Bob buys a bunch of land. He is the sole owner of it.
Bob sells Alice a part of the land, but the conditional of her owning the property is:
1. Agreeing to X rules.
2. Requiring that whoever she sells the property to, has to also agree to X rules.

In a few generations, there is a community living on that land with very specific rules. If you brake the rules, you don't own the property anymore, since it was the conditional, and now you can be physically removed.

>It’s not like world is divided into clear-cut pre-existing ideological communities, so an anarcho-rightist society would be bound to get messy around the definitions of what area is whose community. ”You don’t have to move there” doesn’t really work if you already have people living there.
Yes, ancap is very idealistic. Night-watchman state that would protect it from outside world could work though.

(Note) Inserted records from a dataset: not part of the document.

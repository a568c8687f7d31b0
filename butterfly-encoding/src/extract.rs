//! Slot decoding
//!
//! Two ways to pull a slot out of an edge record: the word path masks the
//! whole 32-bit word, the byte fast path reads only the 1-3 bytes the slot
//! actually covers. Both must return the same value for every bit pattern.

use crate::access::EdgeBytesAccess;
use crate::allocator::Placement;

#[inline]
fn low_mask(bits: u32) -> u32 {
    debug_assert!(bits <= 24);
    (1u32 << bits) - 1
}

/// Decode a slot that fits in one byte
#[inline]
pub fn extract_byte(b0: u8, bits: u32, shift: u32) -> u32 {
    ((b0 as u32) >> shift) & low_mask(bits)
}

/// Decode a slot that fits in two consecutive bytes, `b0` being the lower one
#[inline]
pub fn extract_two_bytes(b1: u8, b0: u8, bits: u32, shift: u32) -> u32 {
    let v = ((b1 as u32) << 8) | (b0 as u32);
    (v >> shift) & low_mask(bits)
}

/// Decode a slot that fits in three consecutive bytes, `b0` being the lowest one
#[inline]
pub fn extract_three_bytes(b2: u8, b1: u8, b0: u8, bits: u32, shift: u32) -> u32 {
    let v = ((b2 as u32) << 16) | ((b1 as u32) << 8) | (b0 as u32);
    (v >> shift) & low_mask(bits)
}

/// Decode a slot from its full word
#[inline]
pub fn extract_word(word: u32, mask: u32, shift: u32) -> u32 {
    (word & mask) >> shift
}

/// Read the raw (unsigned, unshifted-by-minimum) value of a slot.
///
/// With `byte_support` the number of bytes read is chosen from the slot's
/// footprint inside its first byte (`byte_bit_shift + bits`); slots spanning
/// all four bytes, and attributes without byte support, use the word path.
pub fn extract_value<A: EdgeBytesAccess + ?Sized>(
    edge_id: u32,
    access: &A,
    slot: &Placement,
    bits: u32,
    byte_support: bool,
) -> u32 {
    let offset = slot.word_byte_offset();
    if !byte_support {
        return extract_word(access.get_int(edge_id, offset), slot.bit_mask, slot.bit_shift);
    }

    let shift = slot.byte_bit_shift();
    let offset = offset + slot.byte_offset() as usize;
    let footprint = shift + bits;
    if footprint <= 8 {
        extract_byte(access.get_byte(edge_id, offset), bits, shift)
    } else if footprint <= 16 {
        extract_two_bytes(
            access.get_byte(edge_id, offset + 1),
            access.get_byte(edge_id, offset),
            bits,
            shift,
        )
    } else if footprint <= 24 {
        extract_three_bytes(
            access.get_byte(edge_id, offset + 2),
            access.get_byte(edge_id, offset + 1),
            access.get_byte(edge_id, offset),
            bits,
            shift,
        )
    } else {
        extract_word(
            access.get_int(edge_id, slot.word_byte_offset()),
            slot.bit_mask,
            slot.bit_shift,
        )
    }
}

#[cfg(test)]
mod tests {
    use super::*;
    use crate::access::EdgeBytes;
    use crate::allocator::BitAllocator;

    #[test]
    fn test_extract_byte() {
        assert_eq!(extract_byte(0b1011_0100, 3, 2), 0b101);
        assert_eq!(extract_byte(0xff, 8, 0), 0xff);
    }

    #[test]
    fn test_extract_two_bytes() {
        // bits 6..16 of 0xABCD
        assert_eq!(extract_two_bytes(0xab, 0xcd, 10, 6), 0xabcd >> 6);
    }

    #[test]
    fn test_extract_three_bytes() {
        assert_eq!(extract_three_bytes(0x12, 0x34, 0x56, 20, 3), (0x123456 >> 3) & 0xfffff);
    }

    #[test]
    fn test_paths_agree_on_every_shift() {
        let mut edges = EdgeBytes::new(1, 4);
        edges.set_int(0, 0, 0xdead_beef);

        for bits in 1..=32u32 {
            for shift in 0..=(32 - bits) {
                let mask = (((1u64 << bits) - 1) as u32) << shift;
                let slot = Placement { word_index: 0, bit_shift: shift, bit_mask: mask };
                let fast = extract_value(0, &edges, &slot, bits, true);
                let slow = extract_value(0, &edges, &slot, bits, false);
                assert_eq!(fast, slow, "bits={bits} shift={shift}");
            }
        }
    }

    #[test]
    fn test_second_word() {
        let mut alloc = BitAllocator::new();
        alloc.next(32);
        let slot = alloc.next(7);

        let mut edges = EdgeBytes::new(1, 8);
        edges.set_int(0, 0, u32::MAX);
        edges.set_int(0, 4, 0x55);
        assert_eq!(extract_value(0, &edges, &slot, 7, true), 0x55);
    }
}
//! Attribute contract
//!
//! An encoded value is a named, fixed-width value attached to a directed edge.
//! It is registered once against the schema's [`BitAllocator`] and afterwards
//! reads and writes its bits in the edge records.

use butterfly_common::Result;

use crate::access::EdgeBytesAccess;
use crate::allocator::BitAllocator;

/// Traversal direction of an edge relative to how it was stored
#[derive(Debug, Clone, Copy, PartialEq, Eq, Hash)]
pub enum Direction {
    Forward,
    Reverse,
}

impl Direction {
    #[inline]
    pub fn is_reverse(self) -> bool {
        matches!(self, Direction::Reverse)
    }

    pub fn name(&self) -> &'static str {
        match self {
            Direction::Forward => "forward",
            Direction::Reverse => "reverse",
        }
    }
}

/// A named value stored in the edge records
pub trait EncodedValue {
    fn name(&self) -> &str;

    /// Reserve this value's bits. Must be called exactly once, before any
    /// read or write; returns the number of bits consumed.
    fn init(&mut self, allocator: &mut BitAllocator) -> Result<u32>;

    /// True if forward and reverse traversal have independent slots
    fn is_store_two_directions(&self) -> bool;
}

/// An integer-valued attribute.
///
/// Writes are a read-modify-write of a word that other attributes may share.
/// Callers must not write the same edge record from several threads at once;
/// once writing is finished, reads can be shared freely.
pub trait IntEncodedValue: EncodedValue {
    /// Read the value for `direction`. Single-slot attributes ignore the
    /// direction unless they negate the reverse value.
    fn get_int(&self, direction: Direction, edge_id: u32, access: &dyn EdgeBytesAccess) -> Result<i32>;

    /// Validate and store `value` for `direction`
    fn set_int(
        &mut self,
        direction: Direction,
        edge_id: u32,
        access: &mut dyn EdgeBytesAccess,
        value: i32,
    ) -> Result<()>;

    fn max_storable_int(&self) -> i32;

    fn min_storable_int(&self) -> i32;

    /// Largest value written so far, or the storable maximum if nothing was written
    fn max_or_max_storable_int(&self) -> i32;
}

#[cfg(test)]
mod tests {
    use super::*;

    #[test]
    fn test_direction() {
        assert!(Direction::Reverse.is_reverse());
        assert!(!Direction::Forward.is_reverse());
        assert_eq!(Direction::Forward.name(), "forward");
    }
}
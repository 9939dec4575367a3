//! Best-effort platform effects the session drives: keeping the display
//! awake and the audible completion cue.
//!
//! Both are injectable so the state machine can be exercised without a
//! terminal, sound player, or power manager.

pub mod notify;
pub mod wake_lock;

pub use notify::{CompositeNotifier, Notifier, SilentNotifier, SoundCommand, TerminalBell};
pub use wake_lock::{InhibitorWakeLock, NoopWakeLock, WakeLock, WakeLockManager};
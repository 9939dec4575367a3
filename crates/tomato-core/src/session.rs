//! A running session: the engine plus the clock that advances it.
//!
//! Every command is forwarded to the [`TimerEngine`] and the clock is then
//! started or stopped to match the engine's active flag. Ticks that were
//! queued before a stop are drained so a paused countdown never moves.

use tokio::sync::mpsc;

use crate::events::Event;
use crate::timer::{ClockDriver, Tick, TimerEngine, TimerMode, TimerSettings};

pub struct Session {
    engine: TimerEngine,
    clock: ClockDriver,
    ticks: mpsc::Receiver<Tick>,
}

impl Session {
    pub fn new(engine: TimerEngine) -> Self {
        let (clock, ticks) = ClockDriver::new();
        Self::with_clock(engine, clock, ticks)
    }

    pub fn with_clock(engine: TimerEngine, clock: ClockDriver, ticks: mpsc::Receiver<Tick>) -> Self {
        Self {
            engine,
            clock,
            ticks,
        }
    }

    pub fn engine(&self) -> &TimerEngine {
        &self.engine
    }

    pub fn clock_running(&self) -> bool {
        self.clock.is_running()
    }

    pub fn toggle(&mut self) -> Event {
        let event = self.engine.toggle();
        self.sync_clock();
        event
    }

    pub fn reset(&mut self) -> Event {
        let event = self.engine.reset();
        self.sync_clock();
        event
    }

    pub fn skip(&mut self) -> Event {
        let event = self.engine.skip();
        self.sync_clock();
        event
    }

    pub fn set_mode(&mut self, mode: TimerMode) -> Event {
        let event = self.engine.set_mode(mode);
        self.sync_clock();
        event
    }

    pub fn update_settings(&mut self, settings: TimerSettings) -> Event {
        self.engine.update_settings(settings)
    }

    pub fn on_visibility_change(&mut self, visible: bool) {
        self.engine.on_visibility_change(visible);
    }

    /// Wait for the next tick. Pending forever while the clock is stopped,
    /// so it is safe to use as a `select!` branch.
    pub async fn next_tick(&mut self) -> Option<Tick> {
        self.ticks.recv().await
    }

    /// Apply one tick from [`Session::next_tick`].
    pub fn on_tick(&mut self) -> Option<Event> {
        let event = self.engine.tick();
        self.sync_clock();
        event
    }

    fn sync_clock(&mut self) {
        if self.engine.is_active() {
            self.clock.start();
        } else if self.clock.stop() {
            while self.ticks.try_recv().is_ok() {}
        }
    }
}

impl std::fmt::Debug for Session {
    fn fmt(&self, f: &mut std::fmt::Formatter<'_>) -> std::fmt::Result {
        f.debug_struct("Session")
            .field("engine", &self.engine)
            .field("clock", &self.clock)
            .finish_non_exhaustive()
    }
}
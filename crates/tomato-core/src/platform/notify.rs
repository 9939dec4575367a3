use std::io::Write;
use std::path::{Path, PathBuf};
use std::process::{Command, Stdio};

use tracing::debug;

use crate::error::NotifyError;
use crate::timer::TimerMode;

/// Audible cue fired when an interval completes.
///
/// Implementations must not block on playback; the session calls this from
/// inside a tick.
pub trait Notifier: Send {
    fn notify(&self, completed: TimerMode) -> Result<(), NotifyError>;
}

/// Emits nothing. Used when notifications are disabled and in tests.
#[derive(Debug, Default)]
pub struct SilentNotifier;

impl Notifier for SilentNotifier {
    fn notify(&self, _completed: TimerMode) -> Result<(), NotifyError> {
        Ok(())
    }
}

/// Rings the terminal bell on stderr so stdout stays machine readable.
#[derive(Debug, Default)]
pub struct TerminalBell;

impl Notifier for TerminalBell {
    fn notify(&self, _completed: TimerMode) -> Result<(), NotifyError> {
        let mut err = std::io::stderr();
        err.write_all(b"\x07")?;
        err.flush()?;
        Ok(())
    }
}

const DEFAULT_SOUNDS: &[(&str, &str)] = &[
    ("paplay", "/usr/share/sounds/freedesktop/stereo/complete.oga"),
    ("paplay", "/usr/share/sounds/freedesktop/stereo/bell.oga"),
    ("aplay", "/usr/share/sounds/sound-icons/guitar-11.wav"),
    ("afplay", "/System/Library/Sounds/Glass.aiff"),
];

/// Plays a sound file through an external player, spawned and never awaited.
#[derive(Debug, Clone)]
pub struct SoundCommand {
    candidates: Vec<(String, PathBuf)>,
}

impl SoundCommand {
    /// Probe the usual system sound locations.
    pub fn system_default() -> Self {
        Self {
            candidates: DEFAULT_SOUNDS
                .iter()
                .map(|(player, file)| (player.to_string(), PathBuf::from(file)))
                .collect(),
        }
    }

    /// Play a specific file with a specific player.
    pub fn with_file(player: impl Into<String>, file: impl AsRef<Path>) -> Self {
        Self {
            candidates: vec![(player.into(), file.as_ref().to_path_buf())],
        }
    }

    fn pick(&self) -> Option<&(String, PathBuf)> {
        self.candidates.iter().find(|(_, file)| file.exists())
    }
}

impl Notifier for SoundCommand {
    fn notify(&self, _completed: TimerMode) -> Result<(), NotifyError> {
        let (player, file) = self.pick().ok_or(NotifyError::NoPlayer)?;
        let mut child = Command::new(player)
            .arg(file)
            .stdin(Stdio::null())
            .stdout(Stdio::null())
            .stderr(Stdio::null())
            .spawn()?;
        // Reap without blocking the tick.
        std::thread::spawn(move || child.wait());
        Ok(())
    }
}

/// Fans a cue out to several notifiers. Succeeds if any of them did.
#[derive(Default)]
pub struct CompositeNotifier {
    inner: Vec<Box<dyn Notifier>>,
}

impl CompositeNotifier {
    pub fn new() -> Self {
        Self::default()
    }

    pub fn push(mut self, notifier: impl Notifier + 'static) -> Self {
        self.inner.push(Box::new(notifier));
        self
    }

    pub fn is_empty(&self) -> bool {
        self.inner.is_empty()
    }
}

impl Notifier for CompositeNotifier {
    fn notify(&self, completed: TimerMode) -> Result<(), NotifyError> {
        let mut last_err = None;
        let mut delivered = false;
        for notifier in &self.inner {
            match notifier.notify(completed) {
                Ok(()) => delivered = true,
                Err(e) => {
                    debug!(error = %e, "notifier failed");
                    last_err = Some(e);
                }
            }
        }
        match last_err {
            Some(e) if !delivered => Err(e),
            _ => Ok(()),
        }
    }
}

#[cfg(test)]
pub(crate) mod testing {
    use std::sync::{Arc, Mutex};

    use super::*;

    /// Records every cue; optionally fails after recording.
    #[derive(Clone, Default)]
    pub struct RecordingNotifier {
        pub fired: Arc<Mutex<Vec<TimerMode>>>,
        pub fail: bool,
    }

    impl RecordingNotifier {
        pub fn fired(&self) -> Vec<TimerMode> {
            self.fired.lock().unwrap().clone()
        }
    }

    impl Notifier for RecordingNotifier {
        fn notify(&self, completed: TimerMode) -> Result<(), NotifyError> {
            self.fired.lock().unwrap().push(completed);
            if self.fail {
                Err(NotifyError::NoPlayer)
            } else {
                Ok(())
            }
        }
    }
}

#[cfg(test)]
mod tests {
    use super::testing::RecordingNotifier;
    use super::*;

    #[test]
    fn missing_sound_file_reports_no_player() {
        let sound = SoundCommand::with_file("paplay", "/nonexistent/tomato.oga");
        assert!(matches!(
            sound.notify(TimerMode::Work),
            Err(NotifyError::NoPlayer)
        ));
    }

    #[test]
    fn composite_succeeds_when_any_member_succeeds() {
        let failing = RecordingNotifier {
            fail: true,
            ..Default::default()
        };
        let ok = RecordingNotifier::default();
        let composite = CompositeNotifier::new().push(failing.clone()).push(ok.clone());

        assert!(composite.notify(TimerMode::ShortBreak).is_ok());
        assert_eq!(failing.fired(), vec![TimerMode::ShortBreak]);
        assert_eq!(ok.fired(), vec![TimerMode::ShortBreak]);
    }

    #[test]
    fn composite_fails_when_all_members_fail() {
        let failing = RecordingNotifier {
            fail: true,
            ..Default::default()
        };
        let composite = CompositeNotifier::new().push(failing);
        assert!(composite.notify(TimerMode::Work).is_err());
    }

    #[cfg(unix)]
    #[test]
    fn sound_command_spawns_player() {
        let dir = tempfile::tempdir().unwrap();
        let file = dir.path().join("ding.wav");
        std::fs::write(&file, b"").unwrap();

        let sound = SoundCommand::with_file("true", &file);
        assert!(sound.notify(TimerMode::Work).is_ok());
        assert!(sound.notify(TimerMode::ShortBreak).is_ok());
    }

    #[test]
    fn empty_composite_is_silent() {
        let composite = CompositeNotifier::new();
        assert!(composite.is_empty());
        assert!(composite.notify(TimerMode::LongBreak).is_ok());
    }
}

I don't have a problem with agreeing that tribal societies had a very primitive form of State. Still, society can exist without a State, or at least try to minimize it.

>brake
*break wtf

Left worships democracy as the ultimate arbiter and considers anything with hierarchy statist, including employer-employee relationships
Right worships free market and thinks that mob rule is retarded

Left libertarians are walking contradictions

If property rights can only be enforced by the state then why crimes against property are much higher in the cities where there is way more police/state presence than in rural areas where the presence of the state is much lower?

They have many differences, but one thing which applies to all of them is that their entire worldview is incredibly childish. Who in their right mind think that authoritarianism is an option for a society, instead of a necessary evil.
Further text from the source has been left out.